Reported by: zooko Owned by: warner
Priority: major Milestone: 1.9.2
Component: documentation Version: 1.8.2
Keywords: scalability docs performance memory large Cc: zooko
Launchpad Bug:

Description

In comment:13:ticket:1395, Brian wrote, concerning the Performing a file-verify on an A-byte file:

to be "N/K*S times a small multiple". I think the multiple is currently about 2 or 3. During encryption, we hold both a plaintext share and a ciphertext share in RAM at the same time (so 2*S), then we drop the plaintext. During erasure-coding, we hold a whole S of ciphertext in memory at the same time as the N/K*S shares, then we drop the ciphertext before pushing. We also pipeline the sends a little bit, I think 10kB or 50kB per server, to get better utilization out of a non-zero-latency wire.

Also Python's memory-management strategy interacts weirdly. Dropping the plaintext segment may not be enough: Python might not re-use that memory space for anything else right away. Although I'd expect it to de-fragment or coalesce free blocks before asking the OS for so much memory that it crashed.

Although I wonder if Brian was thinking of repair rather than verify since he talks about encrypting, which is not done in verify.

Subsequently I reviewed the document and I see a bunch of things I'm not sure are right. (Note that I myself am mostly responsible for the current state of this document.)

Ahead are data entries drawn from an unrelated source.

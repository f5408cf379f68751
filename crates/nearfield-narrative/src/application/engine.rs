//! The Advance Engine.
//!
//! Orchestrates one protocol step: validate the command against the
//! traversal, resolve content from the provider under a timeout, fold the
//! batch into a staged copy of the traversal, then commit and hand off any
//! minted clue.

use std::collections::HashMap;
use std::sync::{Arc, Mutex, PoisonError};
use std::time::Duration;

use chrono::TimeDelta;
use nearfield_core::action::{ActionKey, ActionType, TraversalState};
use nearfield_core::clock::Clock;
use nearfield_core::command::Command;
use nearfield_core::error::AdvanceError;
use nearfield_core::model::AdvanceResult;
use nearfield_core::provider::{ClueSink, SceneDataProvider};
use tracing::{debug, info, instrument, warn};

use crate::domain::commands::Advance;
use crate::domain::traversal::{Step, Traversal, TraversalKey};

/// Default time allowed for one provider call.
pub const DEFAULT_PROVIDER_TIMEOUT: Duration = Duration::from_secs(5);

/// Default time a traversal may sit without an accepted step before it is
/// evicted.
pub const DEFAULT_IDLE_TIMEOUT: Duration = Duration::from_secs(60 * 60);

type TraversalSlot = Arc<tokio::sync::Mutex<Traversal>>;

/// Drives traversals against a scene data provider.
///
/// Each traversal sits behind its own async mutex, so actions against one
/// traversal are serialized while different traversals run independently.
/// A traversal only enters the table once its first `LOAD_SCENE` commits,
/// and leaves it after sitting idle for longer than the idle timeout.
pub struct AdvanceEngine {
    provider: Arc<dyn SceneDataProvider>,
    clue_sink: Arc<dyn ClueSink>,
    clock: Arc<dyn Clock>,
    provider_timeout: Duration,
    idle_timeout: Duration,
    traversals: Mutex<HashMap<TraversalKey, TraversalSlot>>,
}

impl std::fmt::Debug for AdvanceEngine {
    fn fmt(&self, f: &mut std::fmt::Formatter<'_>) -> std::fmt::Result {
        f.debug_struct("AdvanceEngine")
            .field("provider", &self.provider.name())
            .field("provider_timeout", &self.provider_timeout)
            .field("idle_timeout", &self.idle_timeout)
            .finish_non_exhaustive()
    }
}

impl AdvanceEngine {
    /// Creates an engine with no traversals.
    #[must_use]
    pub fn new(
        provider: Arc<dyn SceneDataProvider>,
        clue_sink: Arc<dyn ClueSink>,
        clock: Arc<dyn Clock>,
        provider_timeout: Duration,
    ) -> Self {
        Self {
            provider,
            clue_sink,
            clock,
            provider_timeout,
            idle_timeout: DEFAULT_IDLE_TIMEOUT,
            traversals: Mutex::new(HashMap::new()),
        }
    }

    /// Sets how long a traversal may go without an accepted step.
    #[must_use]
    pub fn with_idle_timeout(mut self, idle_timeout: Duration) -> Self {
        self.idle_timeout = idle_timeout;
        self
    }

    /// Name of the configured provider.
    #[must_use]
    pub fn provider_name(&self) -> &'static str {
        self.provider.name()
    }

    /// Advances a traversal by one step.
    ///
    /// The step either fully commits or leaves the traversal untouched:
    /// the provider is consulted before any state changes, and dropping
    /// the returned future mid-call aborts cleanly. A first `LOAD_SCENE`
    /// that fails leaves no traversal behind.
    ///
    /// # Errors
    ///
    /// Returns `AdvanceError::TraversalNotFound` for a non-`LOAD_SCENE`
    /// action on an unknown traversal, the state machine errors of
    /// [`Traversal::begin`], `SceneNotFound` / `ActionKeyNotFound` /
    /// `PolicyExhausted` when content is missing, `ProviderTimeout` when
    /// the provider is too slow, and any error the provider reports.
    #[instrument(
        skip(self, command),
        fields(
            command = command.command_type(),
            correlation_id = %command.correlation_id(),
            session_id = %command.session_id,
            story_id = %command.story_id,
            scene_id = %command.scene_id,
            action = %command.action,
        )
    )]
    pub async fn advance(&self, command: &Advance) -> Result<AdvanceResult, AdvanceError> {
        let key = TraversalKey::new(command.session_id, command.story_id.clone());
        if command.action == ActionType::LoadScene {
            self.evict_idle();
        }

        loop {
            let slot = self.slot(&key, command.action)?;
            let mut traversal = slot.lock().await;
            if !self.holds(&key, &slot) {
                // Discarded or evicted while this call waited for the lock.
                continue;
            }

            let (action_key, result) = match self.step(&mut traversal, command).await {
                Ok(stepped) => stepped,
                Err(err) => {
                    if traversal.state() == TraversalState::Uninitialized {
                        debug!(traversal = %key, "discarding traversal after failed load");
                        self.discard(&key, &slot);
                    }
                    return Err(err);
                }
            };
            let turn = traversal.turn();
            drop(traversal);

            if let Some(clue) = &result.scene_status.new_clue {
                info!(clue_id = %clue.clue_id, "minted clue");
                self.clue_sink.hand_off(command.session_id, clue.clone());
            }

            info!(
                %action_key,
                turn,
                next_action_type = ?result.next_action_type,
                is_scene_over = result.scene_status.is_scene_over,
                is_story_over = result.scene_status.is_story_over,
                events = result.new_events.len(),
                "advanced traversal"
            );

            return Ok(result);
        }
    }

    /// Returns the traversal slot for `key`, if one exists.
    pub(crate) fn existing_slot(&self, key: &TraversalKey) -> Option<TraversalSlot> {
        self.traversals
            .lock()
            .unwrap_or_else(PoisonError::into_inner)
            .get(key)
            .cloned()
    }

    /// Number of traversals currently held.
    #[must_use]
    pub fn traversal_count(&self) -> usize {
        self.traversals
            .lock()
            .unwrap_or_else(PoisonError::into_inner)
            .len()
    }

    async fn step(
        &self,
        traversal: &mut Traversal,
        command: &Advance,
    ) -> Result<(ActionKey, AdvanceResult), AdvanceError> {
        let step = traversal.begin(command)?;
        let scene_id = match &step {
            Step::Load { scene_id } => scene_id.clone(),
            _ => traversal.scene_id().unwrap_or_default().to_owned(),
        };
        let story_id = command.story_id.as_str();

        let Some((mut action_key, mut batch)) =
            self.resolve_step(story_id, &scene_id, &step).await?
        else {
            return Err(match &step {
                Step::Load { .. } => AdvanceError::SceneNotFound {
                    story_id: story_id.to_owned(),
                    scene_id,
                },
                _ => AdvanceError::ActionKeyNotFound {
                    scene_id,
                    action_key: step.action_key(),
                },
            });
        };

        if action_key != ActionKey::InteractDefault
            && traversal.breaks_forced_convergence(&step, &batch)
        {
            warn!(
                %action_key,
                provider = self.provider.name(),
                "provider did not end the scene on the last turn of the budget"
            );
            let max_turns = traversal
                .policy()
                .or_else(|| batch.declared_policy())
                .map_or(0, |p| p.max_turns);
            batch = self
                .fetch(story_id, &scene_id, ActionKey::InteractDefault)
                .await?
                .ok_or_else(|| AdvanceError::PolicyExhausted {
                    scene_id: scene_id.clone(),
                    max_turns,
                })?;
            action_key = ActionKey::InteractDefault;
        }

        let mut staged = traversal.clone();
        let result = staged.accept(&step, batch, self.clock.now())?;
        *traversal = staged;
        Ok((action_key, result))
    }

    fn slot(&self, key: &TraversalKey, action: ActionType) -> Result<TraversalSlot, AdvanceError> {
        let mut traversals = self
            .traversals
            .lock()
            .unwrap_or_else(PoisonError::into_inner);
        if let Some(slot) = traversals.get(key) {
            return Ok(Arc::clone(slot));
        }
        if action != ActionType::LoadScene {
            return Err(AdvanceError::TraversalNotFound(key.to_string()));
        }
        debug!(traversal = %key, "creating traversal");
        let slot = Arc::new(tokio::sync::Mutex::new(Traversal::new(
            key.clone(),
            self.clock.now(),
        )));
        traversals.insert(key.clone(), Arc::clone(&slot));
        Ok(slot)
    }

    /// True while `slot` is still the table entry for `key`.
    fn holds(&self, key: &TraversalKey, slot: &TraversalSlot) -> bool {
        self.traversals
            .lock()
            .unwrap_or_else(PoisonError::into_inner)
            .get(key)
            .is_some_and(|current| Arc::ptr_eq(current, slot))
    }

    fn discard(&self, key: &TraversalKey, slot: &TraversalSlot) {
        let mut traversals = self
            .traversals
            .lock()
            .unwrap_or_else(PoisonError::into_inner);
        if traversals
            .get(key)
            .is_some_and(|current| Arc::ptr_eq(current, slot))
        {
            traversals.remove(key);
        }
    }

    /// Drops every traversal idle for at least the idle timeout and
    /// releases its clues. Traversals mid-step are skipped.
    fn evict_idle(&self) {
        let now = self.clock.now();
        let idle = TimeDelta::from_std(self.idle_timeout).unwrap_or(TimeDelta::MAX);
        let mut evicted = Vec::new();
        self.traversals
            .lock()
            .unwrap_or_else(PoisonError::into_inner)
            .retain(|key, slot| {
                let Ok(traversal) = slot.try_lock() else {
                    return true;
                };
                let last_seen = traversal.last_advanced_at.unwrap_or(traversal.started_at);
                if now - last_seen < idle {
                    return true;
                }
                evicted.push(key.clone());
                false
            });

        for key in evicted {
            info!(traversal = %key, "evicting idle traversal");
            self.clue_sink.release(key.session_id, &key.story_id);
        }
    }

    async fn resolve_step(
        &self,
        story_id: &str,
        scene_id: &str,
        step: &Step,
    ) -> Result<Option<(ActionKey, AdvanceResult)>, AdvanceError> {
        let primary = step.action_key();
        if let Some(batch) = self.fetch(story_id, scene_id, primary).await? {
            return Ok(Some((primary, batch)));
        }
        let Some(fallback) = step.fallback_key() else {
            return Ok(None);
        };
        debug!(%primary, %fallback, "no content for key, trying fallback");
        Ok(self
            .fetch(story_id, scene_id, fallback)
            .await?
            .map(|batch| (fallback, batch)))
    }

    async fn fetch(
        &self,
        story_id: &str,
        scene_id: &str,
        action_key: ActionKey,
    ) -> Result<Option<AdvanceResult>, AdvanceError> {
        let call = self.provider.resolve(story_id, scene_id, &action_key);
        if let Ok(resolved) = tokio::time::timeout(self.provider_timeout, call).await {
            resolved
        } else {
            let timeout_ms = u64::try_from(self.provider_timeout.as_millis()).unwrap_or(u64::MAX);
            warn!(%action_key, timeout_ms, "provider timed out");
            Err(AdvanceError::ProviderTimeout {
                action_key,
                timeout_ms,
            })
        }
    }
}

  • Publishing an A-byte immutable file" / "when the file is already uploaded: memory footprint: N/K*S. Shouldn't that just be memory footprint: S? All it does is read each S-byte segment in turn and hash it. K and N shouldn't come into it. This is probably just a cut-and-paste error of think-o error on my part originally, so unless someone else knows of a better reason why I wrote that then I'm going to change it to memory footprint: S.
  • Downloading B bytes of an A-byte immutable file: cpu: ~A. What? The CPU usage for downloading B bytes of an A-byte immutable file is ~A? I really hope it is actually ~B (plus an amount of CPU logarithmic in A for Merkle Tree verification, but I'm not sure we should try to include that much precision in this document). Unless someone tells me I'm wrong now and was right then, I'm going to change this to cpu: ~B.

Attachments (1)

update-performance.rst.darcs.patch (12.8 KB) - added by zooko at 2011-05-08T12:44:11Z.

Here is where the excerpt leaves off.